Brothers of the Wind by Tad Williams

Author:Tad Williams
Language: eng
Format: epub
Publisher: DAW
Published: 2021-11-02T00:00:00+00:00


Part Three

The White Walls

We did not learn of it for some time, but the mortal prince Cormach survived that dreadful day. He was badly hurt, with broken legs and other injuries, but he lived on to a good old age and led his people well, although after Serpent’s Vale he always walked with a limp.

Ineluki carried the mortally injured Hakatri as swiftly as he could out of Serpent’s Vale and back to Birch Hill, the closest settlement of my master’s people.

Lord Dunyadi’s house Snowdrift did not have the array of healers that lived in Asu’a, but it would have taken days of riding to reach them. As luck would have it, though, one very wise healer lived at Snowdrift. His name was Geniki, and he was old enough to have treated the terrible burns caused by dragon’s blood before—although, as he himself admitted upon seeing my master, never with such dreadful injuries. By the time I arrived Geniki had already put Hakatri to sleep with a powerful draught of kei-vishaa and called for some of Dunyadi’s retainers to make their way into the mountain heights nearby in search of snow. Frantic and unable to do anything else to help his brother, Ineluki rode with them, and by nightfall they had brought back several washing tubs packed with the year’s last snow. Lord Dunyadi gave up his own bath so that my master could lie in it while the healer packed the snow around him. Lord Hakatri still breathed, but I could guess nothing else about his condition.

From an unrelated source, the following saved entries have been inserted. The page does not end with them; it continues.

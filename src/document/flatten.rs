use super::{Node, Position, Range};

/// Concatenates all text below `root` in document order.
pub fn flatten(root: &Node) -> String {
    root.text_nodes().map(|(_, text)| text).collect()
}

/// Number of characters in the flat text view of `root`.
pub fn text_len(root: &Node) -> usize {
    root.text_nodes().map(|(_, text)| text.chars().count()).sum()
}

/// Maps a flat character offset to a position inside the first text node
/// whose cumulative length strictly exceeds `offset`. At a boundary between
/// two text nodes this is the start of the later one. Offsets at or past the
/// end of the flat text map to the end of `root`.
pub fn position_at(root: &Node, offset: usize) -> Position {
    let mut remaining = offset;
    for (path, text) in root.text_nodes() {
        let len = text.chars().count();
        if remaining < len {
            return Position::new(path, remaining);
        }
        remaining -= len;
    }
    Position::end_of(root)
}

/// Flat offset of `position`: the length of the flattened clone of everything
/// between the start of `root` and `position`. The live tree is not touched.
pub fn offset_of(root: &Node, position: &Position) -> usize {
    let leading = Range::new(Position::start(), position.clone()).clone_contents(root);
    leading.iter().map(text_len).sum()
}
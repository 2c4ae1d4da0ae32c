use crate::cloze::ClozeSpan;
use crate::document::{Node, Range, Selection, position_at};
use crate::host::DocumentHost;

/// Replaces `span` with its content inside the host's editable region. The
/// content is cloned as a fragment, so formatting inside it survives.
/// Returns false without touching anything when the host has no editable
/// region or refuses the edit.
pub fn replace_span<H: DocumentHost + ?Sized>(host: &mut H, span: &ClozeSpan) -> bool {
    let Some(root) = host.editable_root() else {
        return false;
    };
    let fragment =
        Range::from_offsets(root, span.content_start, span.content_end).clone_contents(root);
    let outer = Range::from_offsets(root, span.open_start, span.close_end);
    commit(host, &outer, fragment, span.open_start + span.content_len())
}

/// Puts `fragment` in place of `range`, atomically when the host can do it.
/// Otherwise the range is deleted, the fragment inserted and the caret set to
/// `caret_offset` by hand, which leaves no undo step behind.
pub(crate) fn commit<H: DocumentHost + ?Sized>(
    host: &mut H,
    range: &Range,
    fragment: Vec<Node>,
    caret_offset: usize,
) -> bool {
    if host.supports_atomic_replace() {
        match host.replace_range_atomic(range, fragment) {
            Ok(caret) => host.set_selection(Selection::caret(caret)),
            Err(err) => {
                tracing::debug!(error = %err, "host refused the replacement");
                return false;
            }
        }
    } else {
        let Some(root) = host.editable_root_mut() else {
            return false;
        };
        if !root.contains_position(&range.start) || !root.contains_position(&range.end) {
            tracing::debug!("range no longer points into the document");
            return false;
        }
        tracing::debug!("atomic replace unavailable, deleting and inserting");
        let gap = range.delete_contents(root);
        gap.replace_contents(root, fragment);
        let caret = position_at(root, caret_offset);
        host.set_selection(Selection::caret(caret));
    }

    if let Err(err) = host.notify_changed() {
        tracing::warn!(error = %err, "change notification failed");
    }
    true
}
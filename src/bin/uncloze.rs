use std::{
    env, fs, io,
    path::{Path, PathBuf},
};

use anyhow::{Context, Result, anyhow, bail};
use tdoc::{Document, markdown, parse, writer::Writer};

use cloze_unwrap::convert::{document_to_node, node_to_document};
use cloze_unwrap::render::{listing_line, print_lines, print_preview, render_preview};
use cloze_unwrap::theme::Theme;
use cloze_unwrap::{ClozeEditor, MemoryHost, Node, flatten, scan_sorted};

const USAGE: &str = "Usage: uncloze <file> [--at <offset> | --select <start>..<end> | --all] \
[--list] [--dry-run] [--no-color]";

#[derive(Clone, Copy, Debug, PartialEq, Eq)]
enum DocumentFormat {
    Ftml,
    Markdown,
}

impl DocumentFormat {
    fn from_path(path: &Path) -> Self {
        let ext = path
            .extension()
            .and_then(|ext| ext.to_str())
            .map(|ext| ext.to_ascii_lowercase());
        match ext.as_deref() {
            Some("md") | Some("markdown") | Some("mkd") | Some("mdown") | Some("mdtxt") => {
                DocumentFormat::Markdown
            }
            _ => DocumentFormat::Ftml,
        }
    }
}

#[derive(Clone, Copy, Debug, PartialEq, Eq)]
enum Action {
    List,
    At(usize),
    Select(usize, usize),
    All,
}

#[derive(Debug, PartialEq, Eq)]
struct Options {
    path: PathBuf,
    action: Action,
    list: bool,
    dry_run: bool,
    color: bool,
}

fn main() -> Result<()> {
    cloze_unwrap::init_logging();
    run()
}

fn run() -> Result<()> {
    let no_color_env = env::var_os("NO_COLOR").is_some_and(|value| !value.is_empty());
    let Some(mut options) = parse_args(env::args().skip(1))? else {
        eprintln!("{USAGE}");
        return Ok(());
    };
    options.color &= !no_color_env;
    let theme = if options.color {
        Theme::default()
    } else {
        Theme::plain()
    };

    let (document, format) = load_document(&options.path)?;
    let root = document_to_node(&document);
    let mut stdout = io::stdout();

    if options.list || options.action == Action::List {
        list_clozes(&mut stdout, &root, &theme, options.color)?;
    }

    let mut host = MemoryHost::new(root);
    match options.action {
        Action::List => return Ok(()),
        Action::At(offset) => host.set_caret(offset),
        Action::Select(start, end) => host.select(start, end),
        Action::All => {
            let len = host.flat_text().chars().count();
            host.select(0, len);
        }
    }

    let mut editor = ClozeEditor::new(host);
    if !editor.remove_clozes() {
        eprintln!("{}", nothing_removed_message(options.action));
        return Ok(());
    }
    let host = editor.into_host();
    let caret = host.caret_offset();
    let root = host
        .into_root()
        .context("editable region missing after the edit")?;

    if options.dry_run {
        let preview = render_preview(&root, caret, &theme);
        print_preview(&mut stdout, &preview, options.color).context("failed to print preview")?;
        return Ok(());
    }

    save_document(&options.path, format, &node_to_document(&root))?;
    eprintln!("Saved {}", options.path.display());
    Ok(())
}

fn parse_args(args: impl IntoIterator<Item = String>) -> Result<Option<Options>> {
    let mut path = None;
    let mut action = Action::List;
    let mut list = false;
    let mut dry_run = false;
    let mut color = true;

    let mut args = args.into_iter();
    while let Some(arg) = args.next() {
        match arg.as_str() {
            "-h" | "--help" => return Ok(None),
            "--at" => {
                let value = args.next().context("--at needs an offset")?;
                let offset = value
                    .parse()
                    .with_context(|| format!("invalid offset {value:?}"))?;
                action = Action::At(offset);
            }
            "--select" => {
                let value = args.next().context("--select needs <start>..<end>")?;
                let (start, end) = value
                    .split_once("..")
                    .with_context(|| format!("invalid range {value:?}"))?;
                let start: usize = start
                    .parse()
                    .with_context(|| format!("invalid range start {start:?}"))?;
                let end: usize = end
                    .parse()
                    .with_context(|| format!("invalid range end {end:?}"))?;
                if end < start {
                    bail!("range end {end} lies before its start {start}");
                }
                action = Action::Select(start, end);
            }
            "--all" => action = Action::All,
            "--list" => list = true,
            "--dry-run" => dry_run = true,
            "--no-color" => color = false,
            flag if flag.starts_with("--") => bail!("unknown option {flag}"),
            _ if path.is_none() => path = Some(PathBuf::from(&arg)),
            _ => bail!("unexpected argument {arg}"),
        }
    }

    let Some(path) = path else {
        return Ok(None);
    };
    Ok(Some(Options {
        path,
        action,
        list,
        dry_run,
        color,
    }))
}

fn load_document(path: &Path) -> Result<(Document, DocumentFormat)> {
    let format = DocumentFormat::from_path(path);
    let content =
        fs::read_to_string(path).with_context(|| format!("failed to read {}", path.display()))?;
    let parsed = match format {
        DocumentFormat::Ftml => parse(std::io::Cursor::new(content))
            .map_err(|err| -> Box<dyn std::error::Error + Send + Sync> { Box::new(err) }),
        DocumentFormat::Markdown => markdown::parse(std::io::Cursor::new(content)),
    };
    let document =
        parsed.map_err(|err| anyhow!("failed to parse {}: {err}", path.display()))?;
    Ok((document, format))
}

fn save_document(path: &Path, format: DocumentFormat, document: &Document) -> Result<()> {
    match format {
        DocumentFormat::Ftml => {
            let writer = Writer::new();
            let contents = writer
                .write_to_string(document)
                .context("failed to render FTML")?;
            fs::write(path, contents)
                .with_context(|| format!("failed to write {}", path.display()))?;
        }
        DocumentFormat::Markdown => {
            let mut contents = Vec::new();
            markdown::write(&mut contents, document).context("failed to render Markdown")?;
            fs::write(path, contents)
                .with_context(|| format!("failed to write {}", path.display()))?;
        }
    }
    Ok(())
}

fn list_clozes(out: &mut impl io::Write, root: &Node, theme: &Theme, color: bool) -> Result<()> {
    let preview = render_preview(root, None, theme);
    print_preview(out, &preview, color).context("failed to print document")?;

    let text = flatten(root);
    let lines: Vec<_> = scan_sorted(&text)
        .iter()
        .map(|span| listing_line(&text, span, theme))
        .collect();
    if lines.is_empty() {
        eprintln!("No clozes found");
        return Ok(());
    }
    print_lines(out, &lines, color).context("failed to print clozes")
}

fn nothing_removed_message(action: Action) -> String {
    match action {
        Action::At(offset) => format!("No cloze at offset {offset}"),
        Action::Select(start, end) => format!("No cloze in {start}..{end}"),
        Action::All | Action::List => "No clozes found".to_string(),
    }
}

I sat with him that way for two days. I could not even hold his hand or touch him, though I ached to, because even the lightest brush of fingers on his skin—even those places that showed no mark of being burned—made him moan and writhe. He did not speak, except for once when he suddenly awakened, tried to sit up but could not, and said very clearly, “Again and again she peers behind the veil. The cold ones outside are taking notice.” He mumbled a few more words after that but I could make nothing of them, then he lapsed back into insensibility again.

I have never wept so much, not even when I was a child. I was certain it was only a matter of hours, days at the most, before my master died.

On the third day after Hakatri had been put into his snow-bath, Lord Dunyadi’s daughter Himuna came to my master’s bedside. Her manner was calm and her words measured, but her sadness at Hakatri’s suffering was evident. “How fares your lord today, Armiger Pamon?” she asked me.

“I wish I could tell you he seemed better, my lady, but I see no improvement,” I admitted. Himuna was Birch Hill’s chief celebrant—not the sort who wanted foolish optimism. “He cries out in his sleep betimes, as though he dreamed the worm’s attack again, but he says many other things that make no sense at all.”

“None of us can guess what your master might be seeing,” she told me.